NHS track and trace may also ask people to isolate if they have come into contact with someone who has tested positive for coronavirus. In this case self-isolation is a legal obligation and fines ranging from £1,000 to £10,000 may be charged for non-compliance, depending on the severity of the situation.
Self-isolating has financial consequences for those who are unable to work as a result. A £500 track and trace support payment is available to certain people on low income, who are asked by NHS track and trace to self-isolate, on or after 28 September 2020.
The track and trace support payment scheme runs from 28 September 2020 to 31 January 2021. Payments made under the scheme will be paid by the claimant’s local authority.

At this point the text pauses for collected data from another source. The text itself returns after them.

use cubefield_common::{LocalToWorld, Position, Rotation};
use cubefield_ecs::{EntityStore, Filter};
use glam::{Mat4, Quat, Vec3};

/// `T * R`; entities carry no scale.
pub fn local_to_world(position: Vec3, rotation: Quat) -> Mat4 {
    Mat4::from_translation(position) * Mat4::from_quat(rotation)
}

/// Recompute `LocalToWorld` for every entity with a position and rotation.
///
/// Chunks are processed on the rayon pool; the function returns once all of
/// them are written.
pub fn update_local_to_world(store: &mut EntityStore) {
    let _span = tracing::debug_span!("local_to_world").entered();
    store.par_for_each_chunk::<Position, Rotation, LocalToWorld, _>(
        Filter::default(),
        |positions, rotations, transforms| {
            for ((position, rotation), transform) in positions.iter().zip(rotations).zip(transforms) {
                transform.0 = local_to_world(position.0, rotation.0);
            }
        },
    );
}

#[cfg(test)]
mod tests {
    use super::*;
    use cubefield_common::ColorRgb;
    use cubefield_ecs::Tags;
    use std::f32::consts::FRAC_PI_2;

    #[test]
    fn rotation_applies_before_translation() {
        let matrix = local_to_world(Vec3::new(1.0, 2.0, 3.0), Quat::from_rotation_y(FRAC_PI_2));
        let point = matrix.transform_point3(Vec3::X);
        assert!(point.abs_diff_eq(Vec3::new(1.0, 2.0, 2.0), 1e-5), "{point}");
    }

    #[test]
    fn updates_every_chunk() {
        let mut store = EntityStore::with_chunk_size(4);
        let ids: Vec<_> = (0..37)
            .map(|i| {
                store.spawn(
                    (
                        Position::new(i as f32, 0.0, 0.0),
                        Rotation::default(),
                        LocalToWorld::default(),
                        ColorRgb::RED,
                    ),
                    Tags::NONE,
                )
            })
            .collect();

        update_local_to_world(&mut store);

        for (i, id) in ids.iter().enumerate() {
            let transform = store.get::<LocalToWorld>(*id).unwrap();
            assert_eq!(transform.translation(), Vec3::new(i as f32, 0.0, 0.0));
        }
    }
}
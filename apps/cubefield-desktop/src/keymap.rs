use cubefield_input::Action;
use winit::event::MouseButton;
use winit::keyboard::KeyCode;

pub fn action_for_key(key: KeyCode) -> Option<Action> {
    match key {
        KeyCode::KeyW => Some(Action::MoveForward),
        KeyCode::KeyS => Some(Action::MoveBackward),
        KeyCode::KeyA => Some(Action::StrafeLeft),
        KeyCode::KeyD => Some(Action::StrafeRight),
        KeyCode::KeyN => Some(Action::SpawnCube),
        KeyCode::Delete | KeyCode::Backspace => Some(Action::RemoveCube),
        _ => None,
    }
}

/// Either main button enables mouse look while held.
pub fn is_look_button(button: MouseButton) -> bool {
    matches!(button, MouseButton::Left | MouseButton::Right)
}
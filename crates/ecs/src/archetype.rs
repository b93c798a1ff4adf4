use std::any::{Any, TypeId, type_name};

use crate::entity::EntityId;
use crate::tags::Tags;

/// Anything plain enough to be stored column-wise.
pub trait Component: Copy + Send + Sync + 'static {}

impl<T: Copy + Send + Sync + 'static> Component for T {}

trait Column: Send + Sync {
    fn as_any(&self) -> &dyn Any;
    fn as_any_mut(&mut self) -> &mut dyn Any;
    fn swap_remove(&mut self, row: usize);
}

impl<T: Component> Column for Vec<T> {
    fn as_any(&self) -> &dyn Any {
        self
    }

    fn as_any_mut(&mut self) -> &mut dyn Any {
        self
    }

    fn swap_remove(&mut self, row: usize) {
        Vec::swap_remove(self, row);
    }
}

/// Type-erased set of component columns belonging to one archetype.
#[derive(Default)]
pub struct Columns {
    columns: Vec<(TypeId, Box<dyn Column>)>,
}

impl Columns {
    /// Add an empty column for `T`. Registering the same type twice is a bug
    /// in the bundle definition.
    pub fn register<T: Component>(&mut self) {
        assert!(
            !self.contains(TypeId::of::<T>()),
            "component {} appears twice in one bundle",
            type_name::<T>()
        );
        self.columns
            .push((TypeId::of::<T>(), Box::new(Vec::<T>::new())));
    }

    /// Append one value to the `T` column.
    pub fn push<T: Component>(&mut self, value: T) {
        match self.get_mut::<T>() {
            Some(column) => column.push(value),
            None => unreachable!("column {} was registered with the archetype", type_name::<T>()),
        }
    }

    pub(crate) fn contains(&self, id: TypeId) -> bool {
        self.columns.iter().any(|(column_id, _)| *column_id == id)
    }

    pub(crate) fn get<T: Component>(&self) -> Option<&[T]> {
        self.columns
            .iter()
            .find(|(id, _)| *id == TypeId::of::<T>())
            .and_then(|(_, column)| column.as_any().downcast_ref::<Vec<T>>())
            .map(Vec::as_slice)
    }

    pub(crate) fn get_mut<T: Component>(&mut self) -> Option<&mut Vec<T>> {
        self.columns
            .iter_mut()
            .find(|(id, _)| *id == TypeId::of::<T>())
            .and_then(|(_, column)| column.as_any_mut().downcast_mut::<Vec<T>>())
    }

    /// Disjoint mutable access to two different columns.
    pub(crate) fn split2_mut<A: Component, B: Component>(
        &mut self,
    ) -> Option<(&mut [A], &mut [B])> {
        assert_ne!(TypeId::of::<A>(), TypeId::of::<B>(), "column types must differ");
        let mut a = None;
        let mut b = None;
        for (id, column) in self.columns.iter_mut() {
            if *id == TypeId::of::<A>() {
                a = column.as_any_mut().downcast_mut::<Vec<A>>();
            } else if *id == TypeId::of::<B>() {
                b = column.as_any_mut().downcast_mut::<Vec<B>>();
            }
        }
        Some((a?.as_mut_slice(), b?.as_mut_slice()))
    }

    /// Disjoint mutable access to three different columns.
    pub(crate) fn split3_mut<A: Component, B: Component, C: Component>(
        &mut self,
    ) -> Option<(&mut [A], &mut [B], &mut [C])> {
        let (ta, tb, tc) = (TypeId::of::<A>(), TypeId::of::<B>(), TypeId::of::<C>());
        assert!(ta != tb && tb != tc && ta != tc, "column types must differ");
        let mut a = None;
        let mut b = None;
        let mut c = None;
        for (id, column) in self.columns.iter_mut() {
            if *id == ta {
                a = column.as_any_mut().downcast_mut::<Vec<A>>();
            } else if *id == tb {
                b = column.as_any_mut().downcast_mut::<Vec<B>>();
            } else if *id == tc {
                c = column.as_any_mut().downcast_mut::<Vec<C>>();
            }
        }
        Some((a?.as_mut_slice(), b?.as_mut_slice(), c?.as_mut_slice()))
    }

    fn swap_remove(&mut self, row: usize) {
        for (_, column) in &mut self.columns {
            column.swap_remove(row);
        }
    }
}

/// A tuple of components spawned together.
///
/// Implemented for tuples of one to six distinct component types.
pub trait Bundle: Send + 'static {
    /// Type ids of the bundle's components, in tuple order.
    fn type_ids() -> Vec<TypeId>;
    /// Register one empty column per component.
    fn register(columns: &mut Columns);
    /// Append the bundle's values, one per column.
    fn push(self, columns: &mut Columns);
}

macro_rules! impl_bundle {
    ($($name:ident),+) => {
        impl<$($name: Component),+> Bundle for ($($name,)+) {
            fn type_ids() -> Vec<TypeId> {
                vec![$(TypeId::of::<$name>()),+]
            }

            fn register(columns: &mut Columns) {
                $(columns.register::<$name>();)+
            }

            #[allow(non_snake_case)]
            fn push(self, columns: &mut Columns) {
                let ($($name,)+) = self;
                $(columns.push($name);)+
            }
        }
    };
}

impl_bundle!(A);
impl_bundle!(A, B);
impl_bundle!(A, B, C);
impl_bundle!(A, B, C, D);
impl_bundle!(A, B, C, D, E);
impl_bundle!(A, B, C, D, E, F);

/// Identity of an archetype: its sorted component set and its tags.
#[derive(Debug, Clone, PartialEq, Eq, Hash)]
pub(crate) struct ArchetypeKey {
    components: Vec<TypeId>,
    tags: Tags,
}

impl ArchetypeKey {
    pub(crate) fn new(mut components: Vec<TypeId>, tags: Tags) -> Self {
        components.sort();
        Self { components, tags }
    }
}

/// All entities with one exact component set and tag set.
pub(crate) struct Archetype {
    tags: Tags,
    columns: Columns,
    entities: Vec<EntityId>,
}

impl Archetype {
    pub(crate) fn new<B: Bundle>(tags: Tags) -> Self {
        let mut columns = Columns::default();
        B::register(&mut columns);
        Self {
            tags,
            columns,
            entities: Vec::new(),
        }
    }

    pub(crate) fn tags(&self) -> Tags {
        self.tags
    }

    pub(crate) fn len(&self) -> usize {
        self.entities.len()
    }

    pub(crate) fn entities(&self) -> &[EntityId] {
        &self.entities
    }

    pub(crate) fn has<T: Component>(&self) -> bool {
        self.columns.contains(TypeId::of::<T>())
    }

    pub(crate) fn columns(&self) -> &Columns {
        &self.columns
    }

    pub(crate) fn columns_mut(&mut self) -> &mut Columns {
        &mut self.columns
    }

    /// Append an entity row and return its index.
    pub(crate) fn push<B: Bundle>(&mut self, entity: EntityId, bundle: B) -> usize {
        bundle.push(&mut self.columns);
        self.entities.push(entity);
        self.entities.len() - 1
    }

    /// Remove a row by swapping the last row into it. Returns the entity
    /// that now occupies `row`, if any moved.
    pub(crate) fn swap_remove(&mut self, row: usize) -> Option<EntityId> {
        self.columns.swap_remove(row);
        self.entities.swap_remove(row);
        self.entities.get(row).copied()
    }
}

A person will be eligible to claim a one-off £500 track and trace support payment if they live in England, have been told to self-isolate on or after 28 September 2020, and meet all of the following eligibility criteria:
- have been told to stay at home and self-isolate by NHS track and trace, either because they tested positive for coronavirus or because they have recently been in close contact with someone who tested positive for coronavirus
- are employed or self-employed
- are unable to work from home and will lose income as a result of self-isolating
- receive at least one of the following benefits
- Universal Credit
- Working Tax Credit
- Income-based Employment and Support Allowance
- Income-based Job-seeker’s Allowance
- Income Support
- Housing Benefit
- Pension Credit
Individuals who do not receive one of the benefits listed above but who meet the other necessary criteria may be eligible for a discretionary payment of £500 if they will suffer financial hardship as a result of having to self-isolate.
Claimants wishing to claim the track and trace support payment should contact their local authority. Details of the application procedure for the relevant English local authority can be found on the local authority’s website. This payment is not available to people who live in Wales or Scotland as those devolved authorities are implementing their own schemes. Northern Ireland has yet to announce what payments will be provided there.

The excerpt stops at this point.